Personally, I don't think there's any big mystery. An electron has the properties of what we call a wave and the properties of what's known as a particle. It isn't either/or; it's both until you look at it, and then it's gone.

When you look at it using a wave detector (ie a screen), you'll see it as a wave.

Look at it using a particle detector (a camera, as it happens) and you'll see it as a particle (of course, you never actually see the electron in either case; you only see the traces it left behind after it vanished).

The paradox is really that matter behaves like energy and vice versa. But then, thanks to Einstein, we know they're both the same thing.
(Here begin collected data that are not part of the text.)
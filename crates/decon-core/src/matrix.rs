//! Square affine transform matrices.
//!
//! [`AffineMatrix`] is a dynamically sized n×n matrix in **row-major** order
//! using **column vectors**, the layout the native resampling kernel reads.
//! A 3D volume takes a 4x4 matrix (homogeneous coordinates); the rank is
//! dynamic so callers can be rejected with a dimension-mismatch error
//! instead of being silently truncated.
//!
//! Elements are f64: compound transforms (rotation about Y composed with
//! translations and an anisotropic Z scale) are accumulated in double
//! precision and cast to f32 exactly once, at the FFI boundary.
//!
//! # Example
//!
//! ```rust
//! use decon_core::AffineMatrix;
//!
//! let t = AffineMatrix::translation(1.0, 2.0, 3.0);
//! let m = AffineMatrix::identity(4).mul(&t);
//! assert_eq!(m, t);
//! ```

use std::fmt;
use std::ops::Index;

/// A dynamically sized square matrix in row-major order.
#[derive(Debug, Clone, PartialEq)]
pub struct AffineMatrix {
    n: usize,
    data: Vec<f64>,
}

impl AffineMatrix {
    /// Identity matrix of rank `n`.
    pub fn identity(n: usize) -> Self {
        let mut data = vec![0.0; n * n];
        for i in 0..n {
            data[i * n + i] = 1.0;
        }
        Self { n, data }
    }

    /// Creates a matrix from a rank and a row-major element buffer.
    ///
    /// # Panics
    ///
    /// Panics if `data.len() != n * n` (programmer error).
    pub fn from_row_major(n: usize, data: Vec<f64>) -> Self {
        assert_eq!(data.len(), n * n, "matrix buffer must hold n*n elements");
        Self { n, data }
    }

    /// Creates a 4x4 matrix from row arrays.
    pub fn from_rows_4(rows: [[f64; 4]; 4]) -> Self {
        Self {
            n: 4,
            data: rows.into_iter().flatten().collect(),
        }
    }

    /// 4x4 translation by (tx, ty, tz).
    pub fn translation(tx: f64, ty: f64, tz: f64) -> Self {
        Self::from_rows_4([
            [1.0, 0.0, 0.0, tx],
            [0.0, 1.0, 0.0, ty],
            [0.0, 0.0, 1.0, tz],
            [0.0, 0.0, 0.0, 1.0],
        ])
    }

    /// 4x4 anisotropic scale of the Z axis.
    pub fn scale_z(sz: f64) -> Self {
        Self::from_rows_4([
            [1.0, 0.0, 0.0, 0.0],
            [0.0, 1.0, 0.0, 0.0],
            [0.0, 0.0, sz, 0.0],
            [0.0, 0.0, 0.0, 1.0],
        ])
    }

    /// 4x4 rotation about the Y axis by `theta` radians.
    pub fn rotation_y(theta: f64) -> Self {
        let (s, c) = theta.sin_cos();
        Self::from_rows_4([
            [c, 0.0, -s, 0.0],
            [0.0, 1.0, 0.0, 0.0],
            [s, 0.0, c, 0.0],
            [0.0, 0.0, 0.0, 1.0],
        ])
    }

    /// Rank of the matrix (rows == columns).
    #[inline]
    pub fn n(&self) -> usize {
        self.n
    }

    /// Element at (row, col).
    #[inline]
    pub fn get(&self, row: usize, col: usize) -> f64 {
        self.data[row * self.n + col]
    }

    /// Matrix product `self * rhs`.
    ///
    /// # Panics
    ///
    /// Panics if the operands disagree in rank (programmer error).
    pub fn mul(&self, rhs: &AffineMatrix) -> AffineMatrix {
        assert_eq!(self.n, rhs.n, "matrix rank mismatch in product");
        let n = self.n;
        let mut out = vec![0.0; n * n];
        for row in 0..n {
            for col in 0..n {
                let mut acc = 0.0;
                for k in 0..n {
                    acc += self.data[row * n + k] * rhs.data[k * n + col];
                }
                out[row * n + col] = acc;
            }
        }
        AffineMatrix { n, data: out }
    }

    /// Returns true if this is (exactly) the identity.
    pub fn is_identity(&self) -> bool {
        self.data.iter().enumerate().all(|(i, &v)| {
            let (row, col) = (i / self.n, i % self.n);
            v == if row == col { 1.0 } else { 0.0 }
        })
    }

    /// Row-major f32 buffer for the native call.
    ///
    /// This is the single f64 -> f32 narrowing point for the whole
    /// transform pipeline.
    pub fn to_f32_row_major(&self) -> Vec<f32> {
        self.data.iter().map(|&v| v as f32).collect()
    }
}

impl Index<(usize, usize)> for AffineMatrix {
    type Output = f64;

    fn index(&self, (row, col): (usize, usize)) -> &f64 {
        &self.data[row * self.n + col]
    }
}

impl fmt::Display for AffineMatrix {
    fn fmt(&self, f: &mut fmt::Formatter<'_>) -> fmt::Result {
        for row in 0..self.n {
            for col in 0..self.n {
                if col > 0 {
                    write!(f, " ")?;
                }
                write!(f, "{:10.4}", self.get(row, col))?;
            }
            writeln!(f)?;
        }
        Ok(())
    }
}

#[cfg(test)]
mod tests {
    use super::*;
    use approx::assert_relative_eq;

    #[test]
    fn identity_times_anything_is_identity_op() {
        let t = AffineMatrix::translation(3.0, -1.0, 2.5);
        assert_eq!(AffineMatrix::identity(4).mul(&t), t);
        assert_eq!(t.mul(&AffineMatrix::identity(4)), t);
    }

    #[test]
    fn translation_composes_additively() {
        let a = AffineMatrix::translation(1.0, 2.0, 3.0);
        let b = AffineMatrix::translation(-1.0, -2.0, -3.0);
        assert!(a.mul(&b).is_identity());
    }

    #[test]
    fn rotation_y_round_trip() {
        let theta = 31.5f64.to_radians();
        let m = AffineMatrix::rotation_y(theta).mul(&AffineMatrix::rotation_y(-theta));
        for row in 0..4 {
            for col in 0..4 {
                let expected = if row == col { 1.0 } else { 0.0 };
                assert_relative_eq!(m.get(row, col), expected, epsilon = 1e-12);
            }
        }
    }

    #[test]
    fn product_accumulates_in_f64() {
        // a tiny Z scale survives composition with large translations when
        // accumulated in f64; the f32 cast happens only at export
        let big = 1.0e7;
        let m = AffineMatrix::translation(big, 0.0, 0.0)
            .mul(&AffineMatrix::scale_z(1.0 + 1.0e-9))
            .mul(&AffineMatrix::translation(-big, 0.0, 0.0));
        assert!(m.get(2, 2) > 1.0);
    }

    #[test]
    fn export_is_row_major() {
        let t = AffineMatrix::translation(5.0, 6.0, 7.0);
        let flat = t.to_f32_row_major();
        assert_eq!(flat[3], 5.0);
        assert_eq!(flat[7], 6.0);
        assert_eq!(flat[11], 7.0);
    }
}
Here's how Wheeler, the physicist who thought up the delayed-choice experiment shown in the video, described it:


The thing that causes people to argue about when and how the photon learns that the experimental apparatus is in a certain configuration and then changes from wave to particle to fit the demands of the experiment's configuration is the assumption that a photon had some physical form before the astronomers observed it. Either it was a wave or a particle; either it went both ways around the galaxy or only one way. Actually, quantum phenomena are neither waves nor particles but are intrinsically undefined until the moment they are measured. In a sense, the British philosopher Bishop Berkeley was right when he asserted two centuries ago ‘to be is to be perceived’. Source

I'm not sure I agree with the last sentence. To be as we understand is to be perceived, certainly; but being can be perceived in different ways, depending on who is doing the perceiving, or what is mediating the percept.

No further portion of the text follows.